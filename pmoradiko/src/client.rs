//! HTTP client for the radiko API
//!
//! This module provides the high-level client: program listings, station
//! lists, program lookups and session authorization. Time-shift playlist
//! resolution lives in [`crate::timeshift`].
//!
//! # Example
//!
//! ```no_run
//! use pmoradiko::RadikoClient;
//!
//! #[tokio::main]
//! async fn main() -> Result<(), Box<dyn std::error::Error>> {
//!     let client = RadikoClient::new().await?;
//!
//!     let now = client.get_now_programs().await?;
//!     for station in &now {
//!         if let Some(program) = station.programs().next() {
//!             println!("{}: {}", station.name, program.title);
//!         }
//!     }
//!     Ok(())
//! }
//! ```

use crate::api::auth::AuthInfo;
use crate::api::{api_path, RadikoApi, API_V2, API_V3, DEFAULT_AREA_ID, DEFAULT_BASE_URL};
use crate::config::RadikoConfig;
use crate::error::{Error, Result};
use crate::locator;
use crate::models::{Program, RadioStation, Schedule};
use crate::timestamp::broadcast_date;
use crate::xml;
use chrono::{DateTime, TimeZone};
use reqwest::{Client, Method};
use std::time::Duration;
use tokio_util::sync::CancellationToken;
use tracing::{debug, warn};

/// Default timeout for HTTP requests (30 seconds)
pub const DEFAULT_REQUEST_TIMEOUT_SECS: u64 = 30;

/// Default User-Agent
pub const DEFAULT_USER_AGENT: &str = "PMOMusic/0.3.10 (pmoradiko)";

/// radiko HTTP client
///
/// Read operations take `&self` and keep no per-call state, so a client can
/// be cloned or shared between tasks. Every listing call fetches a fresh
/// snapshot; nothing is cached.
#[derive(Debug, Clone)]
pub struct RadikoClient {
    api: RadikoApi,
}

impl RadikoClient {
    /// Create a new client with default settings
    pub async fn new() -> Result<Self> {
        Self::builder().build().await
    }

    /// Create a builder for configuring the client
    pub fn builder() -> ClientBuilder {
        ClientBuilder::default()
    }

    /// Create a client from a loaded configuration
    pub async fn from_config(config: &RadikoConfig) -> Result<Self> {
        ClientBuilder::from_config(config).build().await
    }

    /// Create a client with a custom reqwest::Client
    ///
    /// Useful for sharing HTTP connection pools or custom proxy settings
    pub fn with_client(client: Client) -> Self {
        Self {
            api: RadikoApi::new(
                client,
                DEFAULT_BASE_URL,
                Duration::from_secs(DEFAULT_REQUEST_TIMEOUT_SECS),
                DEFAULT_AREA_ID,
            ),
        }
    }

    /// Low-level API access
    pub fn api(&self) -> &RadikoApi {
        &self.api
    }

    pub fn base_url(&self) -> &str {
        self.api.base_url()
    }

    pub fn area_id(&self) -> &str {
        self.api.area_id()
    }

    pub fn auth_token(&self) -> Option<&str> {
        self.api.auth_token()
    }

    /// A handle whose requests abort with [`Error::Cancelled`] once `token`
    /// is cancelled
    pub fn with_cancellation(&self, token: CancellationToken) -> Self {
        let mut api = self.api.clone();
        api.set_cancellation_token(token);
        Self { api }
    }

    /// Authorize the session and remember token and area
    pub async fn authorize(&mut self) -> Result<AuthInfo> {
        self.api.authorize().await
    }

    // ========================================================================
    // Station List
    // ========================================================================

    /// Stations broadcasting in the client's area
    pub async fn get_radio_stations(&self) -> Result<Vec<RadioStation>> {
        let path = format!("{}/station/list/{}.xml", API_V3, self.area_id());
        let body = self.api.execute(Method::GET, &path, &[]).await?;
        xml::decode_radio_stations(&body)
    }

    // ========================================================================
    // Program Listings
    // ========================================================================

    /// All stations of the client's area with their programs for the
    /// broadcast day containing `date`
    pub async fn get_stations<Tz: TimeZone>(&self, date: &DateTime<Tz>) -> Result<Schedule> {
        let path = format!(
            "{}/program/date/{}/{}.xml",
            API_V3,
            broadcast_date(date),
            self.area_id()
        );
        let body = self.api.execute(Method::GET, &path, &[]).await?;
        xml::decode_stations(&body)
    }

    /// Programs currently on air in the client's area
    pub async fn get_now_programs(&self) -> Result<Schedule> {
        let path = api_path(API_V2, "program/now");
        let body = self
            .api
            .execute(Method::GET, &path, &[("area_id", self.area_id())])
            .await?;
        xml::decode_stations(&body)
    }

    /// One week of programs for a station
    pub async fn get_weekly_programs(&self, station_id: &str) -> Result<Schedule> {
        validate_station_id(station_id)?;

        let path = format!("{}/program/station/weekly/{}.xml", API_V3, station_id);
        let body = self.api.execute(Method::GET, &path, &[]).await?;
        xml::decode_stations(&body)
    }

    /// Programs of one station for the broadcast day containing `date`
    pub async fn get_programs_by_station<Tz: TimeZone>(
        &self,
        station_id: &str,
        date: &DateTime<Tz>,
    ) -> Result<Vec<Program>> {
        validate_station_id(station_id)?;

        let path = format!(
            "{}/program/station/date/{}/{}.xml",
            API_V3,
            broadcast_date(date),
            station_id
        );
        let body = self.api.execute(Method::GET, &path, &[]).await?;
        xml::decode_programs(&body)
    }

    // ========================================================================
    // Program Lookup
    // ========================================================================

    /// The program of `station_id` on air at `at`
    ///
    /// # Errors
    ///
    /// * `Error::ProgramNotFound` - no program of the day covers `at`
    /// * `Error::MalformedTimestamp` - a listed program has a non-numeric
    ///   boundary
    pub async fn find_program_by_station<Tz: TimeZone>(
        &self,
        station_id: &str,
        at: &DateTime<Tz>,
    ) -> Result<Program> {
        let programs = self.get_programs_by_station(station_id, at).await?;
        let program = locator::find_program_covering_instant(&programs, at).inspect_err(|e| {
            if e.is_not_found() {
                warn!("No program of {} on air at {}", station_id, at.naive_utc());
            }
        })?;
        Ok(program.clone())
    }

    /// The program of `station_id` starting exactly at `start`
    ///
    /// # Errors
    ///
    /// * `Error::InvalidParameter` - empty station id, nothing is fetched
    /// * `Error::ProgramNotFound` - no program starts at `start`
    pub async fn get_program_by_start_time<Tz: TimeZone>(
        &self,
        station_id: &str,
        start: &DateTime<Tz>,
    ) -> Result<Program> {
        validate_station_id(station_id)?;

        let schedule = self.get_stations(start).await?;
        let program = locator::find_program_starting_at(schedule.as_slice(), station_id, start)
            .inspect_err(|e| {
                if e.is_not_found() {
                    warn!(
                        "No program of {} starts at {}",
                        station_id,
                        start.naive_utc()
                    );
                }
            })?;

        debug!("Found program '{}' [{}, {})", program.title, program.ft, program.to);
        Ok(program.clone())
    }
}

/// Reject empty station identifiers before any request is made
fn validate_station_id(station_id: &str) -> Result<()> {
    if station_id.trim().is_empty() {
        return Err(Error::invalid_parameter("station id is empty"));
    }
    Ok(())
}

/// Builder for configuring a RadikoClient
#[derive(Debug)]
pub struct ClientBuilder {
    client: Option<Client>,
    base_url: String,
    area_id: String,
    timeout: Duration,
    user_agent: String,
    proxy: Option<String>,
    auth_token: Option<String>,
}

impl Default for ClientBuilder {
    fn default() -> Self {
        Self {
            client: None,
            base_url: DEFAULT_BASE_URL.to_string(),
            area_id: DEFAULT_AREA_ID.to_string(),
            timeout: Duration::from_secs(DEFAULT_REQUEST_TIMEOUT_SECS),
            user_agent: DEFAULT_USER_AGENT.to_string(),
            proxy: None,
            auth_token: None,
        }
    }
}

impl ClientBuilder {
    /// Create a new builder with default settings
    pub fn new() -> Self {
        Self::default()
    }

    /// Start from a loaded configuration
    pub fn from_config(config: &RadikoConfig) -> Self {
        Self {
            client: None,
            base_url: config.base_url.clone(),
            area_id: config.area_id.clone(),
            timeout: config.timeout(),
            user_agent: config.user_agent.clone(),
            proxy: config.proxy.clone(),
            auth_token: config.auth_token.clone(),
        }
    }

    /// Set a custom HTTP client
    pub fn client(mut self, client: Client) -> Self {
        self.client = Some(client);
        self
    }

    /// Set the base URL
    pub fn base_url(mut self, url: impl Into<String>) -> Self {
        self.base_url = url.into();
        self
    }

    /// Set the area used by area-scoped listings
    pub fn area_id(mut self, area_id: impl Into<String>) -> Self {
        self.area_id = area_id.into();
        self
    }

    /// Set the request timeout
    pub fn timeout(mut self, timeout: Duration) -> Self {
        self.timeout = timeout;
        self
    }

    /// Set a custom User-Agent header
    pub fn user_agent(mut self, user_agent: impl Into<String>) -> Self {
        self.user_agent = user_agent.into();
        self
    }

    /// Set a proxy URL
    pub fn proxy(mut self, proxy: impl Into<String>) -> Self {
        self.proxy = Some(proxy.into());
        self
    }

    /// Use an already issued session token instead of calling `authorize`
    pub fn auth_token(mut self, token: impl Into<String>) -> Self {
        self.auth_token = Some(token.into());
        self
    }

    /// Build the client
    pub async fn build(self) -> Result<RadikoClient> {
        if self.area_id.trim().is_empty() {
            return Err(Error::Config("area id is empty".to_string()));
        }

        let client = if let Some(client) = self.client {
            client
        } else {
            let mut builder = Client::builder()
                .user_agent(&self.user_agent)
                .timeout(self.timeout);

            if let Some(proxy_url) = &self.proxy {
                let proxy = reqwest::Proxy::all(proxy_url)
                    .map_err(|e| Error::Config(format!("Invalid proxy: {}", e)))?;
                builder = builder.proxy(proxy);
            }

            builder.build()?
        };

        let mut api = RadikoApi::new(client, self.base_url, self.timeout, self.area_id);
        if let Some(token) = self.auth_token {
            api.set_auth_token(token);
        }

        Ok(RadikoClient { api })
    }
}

■ WHAT THE TASK REQUIRES
Exactly how many lines in the records contain the string "session"? Give that number alone.

■ RESULT OF THE EXERCISE
3